» **Exercise objective**: Give back the entries below verbatim.

» **Extracted records**:
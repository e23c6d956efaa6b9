//! Built-in transformers for trellis pipelines.
//!
//! Concrete [`Transformer`](trellis_pipeline::Transformer) implementations
//! covering the usual preprocessing-and-model chain:
//!
//! - **Imputation**: [`StatisticalImputer`] fills missing values with
//!   training statistics (mean/median, mode)
//! - **Scaling**: [`StandardScaler`] standardizes numeric columns
//! - **Encoding**: [`LabelEncoder`] maps string labels to integer codes
//! - **Selection**: [`ColumnSelector`] narrows a frame to declared columns
//!   (transform-only)
//! - **Classification**: [`LogisticRegression`] ends a pipeline in a
//!   trainable modeling step
//!
//! Every trainable transformer persists its fitted state as a small JSON
//! artifact, so a pipeline built from these steps resumes from its
//! experiment directory in a fresh process.
//!
//! # Quick Start
//!
//! ```rust,ignore
//! use trellis_pipeline::{DataBundle, Pipeline, PipelineConfig, Step, raw_inputs};
//! use trellis_transformers::{LogisticRegression, StandardScaler, StatisticalImputer};
//!
//! let mut pipeline = Pipeline::builder()
//!     .config(PipelineConfig::builder().experiment_dir("runs/titanic").build()?)
//!     .step(
//!         Step::new("impute", Box::new(StatisticalImputer::default()))
//!             .input_data("input")
//!             .trainable(true),
//!     )
//!     .step(
//!         Step::new("scale", Box::new(StandardScaler::new()))
//!             .input_step("impute")
//!             .trainable(true),
//!     )
//!     .step(
//!         Step::new("classify", Box::new(LogisticRegression::new()))
//!             .input_step("scale")
//!             .input_data("input")
//!             .trainable(true),
//!     )
//!     .build()?;
//!
//! let outputs = pipeline.fit_transform(&raw_inputs(
//!     "input",
//!     DataBundle::new().with("X", train_x).with("y", train_y),
//! ))?;
//! // outputs now carries "y_pred" aligned 1:1 with the training rows.
//! ```

pub mod classification;
pub mod encoding;
pub mod imputation;
pub mod scaling;
pub mod selection;
pub mod utils;

// Re-exports for convenient access
pub use classification::LogisticRegression;
pub use encoding::LabelEncoder;
pub use imputation::{ImputeStrategy, StatisticalImputer};
pub use scaling::StandardScaler;
pub use selection::ColumnSelector;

» **Solution to this task**:
repository e23c6d956efaa6b9
//! Built-in transformers for trellis pipelines.
//!
//! Concrete [`Transformer`](trellis_pipeline::Transformer) implementations
//! covering the usual preprocessing-and-model chain:
//!
//! - **Imputation**: [`StatisticalImputer`] fills missing values with
//!   training statistics (mean/median, mode)
//! - **Scaling**: [`StandardScaler`] standardizes numeric columns
//! - **Encoding**: [`LabelEncoder`] maps string labels to integer codes
//! - **Selection**: [`ColumnSelector`] narrows a frame to declared columns
//!   (transform-only)
//! - **Classification**: [`LogisticRegression`] ends a pipeline in a
//!   trainable modeling step
//!
//! Every trainable transformer persists its fitted state as a small JSON
//! artifact, so a pipeline built from these steps resumes from its
//! experiment directory in a fresh process.
//!
//! # Quick Start
//!
//! ```rust,ignore
//! use trellis_pipeline::{DataBundle, Pipeline, PipelineConfig, Step, raw_inputs};
//! use trellis_transformers::{LogisticRegression, StandardScaler, StatisticalImputer};
//!
//! let mut pipeline = Pipeline::builder()
//!     .config(PipelineConfig::builder().experiment_dir("runs/titanic").build()?)
//!     .step(
//!         Step::new("impute", Box::new(StatisticalImputer::default()))
//!             .input_data("input")
//!             .trainable(true),
//!     )
//!     .step(
//!         Step::new("scale", Box::new(StandardScaler::new()))
//!             .input_step("impute")
//!             .trainable(true),
//!     )
//!     .step(
//!         Step::new("classify", Box::new(LogisticRegression::new()))
//!             .input_step("scale")
//!             .input_data("input")
//!             .trainable(true),
//!     )
//!     .build()?;
//!
//! let outputs = pipeline.fit_transform(&raw_inputs(
//!     "input",
//!     DataBundle::new().with("X", train_x).with("y", train_y),
//! ))?;
//! // outputs now carries "y_pred" aligned 1:1 with the training rows.
//! ```

pub mod classification;
pub mod encoding;
pub mod imputation;
pub mod scaling;
pub mod selection;
pub mod utils;

// Re-exports for convenient access
pub use classification::LogisticRegression;
pub use encoding::LabelEncoder;
pub use imputation::{ImputeStrategy, StatisticalImputer};
pub use scaling::StandardScaler;
pub use selection::ColumnSelector;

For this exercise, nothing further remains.